Des personnages transgressifs
Etre transgressif, c’est se permettre d’aller au-delà de ce que permet la société. Et pour qu’une femme entre dans le sanctuaire de l’histoire tunisienne, pour qu’elle figure parmi les mythes fondateurs de la fameuse « tunisianité », il semble que la transgression soit un caractère indispensable. Il lui faut défier l’ordre établi et se frayer un chemin, parfois sans concession, dans le club fermé des grands personnages : Elissa aurait défié sa famille à Tyr dans l’actuel Liban, avant de partir vers l’actuelle Tunisie pour fonder Carthage. Saida Aycha Manoubia aurait rompu avec sa famille et bravé l’ordre religieux en place. Habiba Menchari a appelé les femmes à enlever leurs voiles, provoquant la colère de nombreux hommes de son époque, Habib Bourguiba en tête. Et Habiba Msika a eu la vie passionnée d’une saltimbanque vivant pour son art. « De façon générale, quand une femme se distingue d’une manière ou d’une autre, elle entame un processus de rupture avec les normes dominantes de sa société, elle n’est pas une femme “normale”. Elle transgresse donc les normes et les codes sociaux. Moyennant quoi, en général, l’Histoire écrite par les hommes en fait soit des femmes fatales, soit des intrigantes, soit des perturbatrices de l’ordre social », affirme Sophie Bessis.
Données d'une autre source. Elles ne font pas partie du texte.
//! ZIP 读取器 - 基础设施层
//!
//! 持有解压中的压缩包，只暴露"列出条目 / 读取条目"的能力

use base64::engine::general_purpose::STANDARD;
use base64::Engine;
use std::io::{Cursor, Read};
use tracing::debug;
use zip::ZipArchive;

use crate::error::IngestError;

/// 按条目头声明的大小预分配缓冲区的上限
const MAX_PREALLOC: u64 = 64 << 20;

/// 条目头里的大小不可信，只作为有上限的预分配提示
fn capacity_hint(declared_size: u64) -> usize {
    declared_size.min(MAX_PREALLOC) as usize
}

/// 压缩包条目
#[derive(Debug, Clone, PartialEq, Eq)]
pub struct ArchiveEntry {
    /// 在压缩包中的下标
    pub index: usize,
    /// 完整路径（可能含非 ASCII 字符）
    pub name: String,
    pub is_dir: bool,
}

impl ArchiveEntry {
    /// 去掉目录后的文件名
    pub fn leaf_name(&self) -> &str {
        self.name
            .trim_end_matches(['/', '\\'])
            .rsplit(['/', '\\'])
            .next()
            .unwrap_or("")
    }
}

/// ZIP 读取器
///
/// 职责：
/// - 持有唯一的 ZipArchive
/// - 不认识 Page
/// - 不做过滤和排序
pub struct ZipReader {
    archive_name: String,
    archive: ZipArchive<Cursor<Vec<u8>>>,
}

impl ZipReader {
    /// 打开内存中的压缩包
    pub fn open(archive_name: impl Into<String>, bytes: Vec<u8>) -> Result<Self, IngestError> {
        let archive_name = archive_name.into();
        let archive = ZipArchive::new(Cursor::new(bytes))
            .map_err(|e| IngestError::decode(&archive_name, e))?;

        debug!("打开压缩包 {}，共 {} 个条目", archive_name, archive.len());

        Ok(Self {
            archive_name,
            archive,
        })
    }

    pub fn archive_name(&self) -> &str {
        &self.archive_name
    }

    /// 列出所有条目
    pub fn entries(&self) -> Vec<ArchiveEntry> {
        (0..self.archive.len())
            .filter_map(|index| {
                self.archive.name_for_index(index).map(|name| ArchiveEntry {
                    index,
                    name: name.to_string(),
                    is_dir: name.ends_with('/') || name.ends_with('\\'),
                })
            })
            .collect()
    }

    /// 读取条目原始字节
    pub fn read_bytes(&mut self, entry: &ArchiveEntry) -> Result<Vec<u8>, IngestError> {
        let mut file = self
            .archive
            .by_index(entry.index)
            .map_err(|e| IngestError::decode(&entry.name, e))?;

        let mut contents = Vec::with_capacity(capacity_hint(file.size()));
        file.read_to_end(&mut contents)
            .map_err(|e| IngestError::decode(&entry.name, e))?;

        debug!("解压 {} ({} 字节)", entry.name, contents.len());
        Ok(contents)
    }

    /// 读取条目并编码为 base64
    pub fn read_base64(&mut self, entry: &ArchiveEntry) -> Result<String, IngestError> {
        let bytes = self.read_bytes(entry)?;
        Ok(STANDARD.encode(bytes))
    }
}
Dépoussiérer les monuments
Les préjugés sur ces femmes auraient donc la vie dure car façonnés par des hommes. Pas seulement dans les manuels et les livres d’histoire mais aussi dans les médias et les réseaux sociaux. Beauté fatale, ruse, célibat, liberté sexuelle… Enfin des caractéristiques qui ont tendance à captiver le regard masculin et à générer les fables. La légende dit qu’Aicha Sayida Manoubia a utilisé sa beauté fulgurante comme stratégie pour se frayer un chemin parmi les hommes « débauchés », ce qui n’a jamais été confirmé dans les faits. Ainsi, l’enjeu est, pour Sophie Bessis, de dépoussiérer ces monuments et les débarrasser des légendes posées au fil des années comme des certitudes:
Il convient de porter un autre regard sur ce qu’elles ont été, sur ce qu’elles ont fait. En effet, jusqu’à une époque récente, l’histoire a été écrite par les hommes porteurs des préjugés de leur temps. Ils donnaient de ce fait une image biaisée des femmes dont ils parlaient. L’arrivée d’une génération de femmes historiennes a contribué à changer les choses.
La prouesse incroyable du livre consiste à narrer ces vies avec une érudition envoûtante, tout en se basant sur des sources très rares et peu sures. Puisque « rien n’est sûr, rien n’est attesté », même à propos de personnages du XXe siècle comme Habiba Menchari ou Habiba Msika, très peu de vérités peuvent être avancées.
Qu’en est-il du futur de ce genre d’étude critique à l’université, espace où le savoir historique est dispensé en majorité par des professeurs très sûrs de leur savoir ? Sophie Bessis déplore que « les hommes sont encore majoritaires, même si l’on compte d’éminentes chercheures ». En ce sens,la solution serait que « la discipline historique séduise de plus en plus de femmes, afin que l’écriture de l’histoire en soit influencée et que les femmes y retrouvent toute leur place ».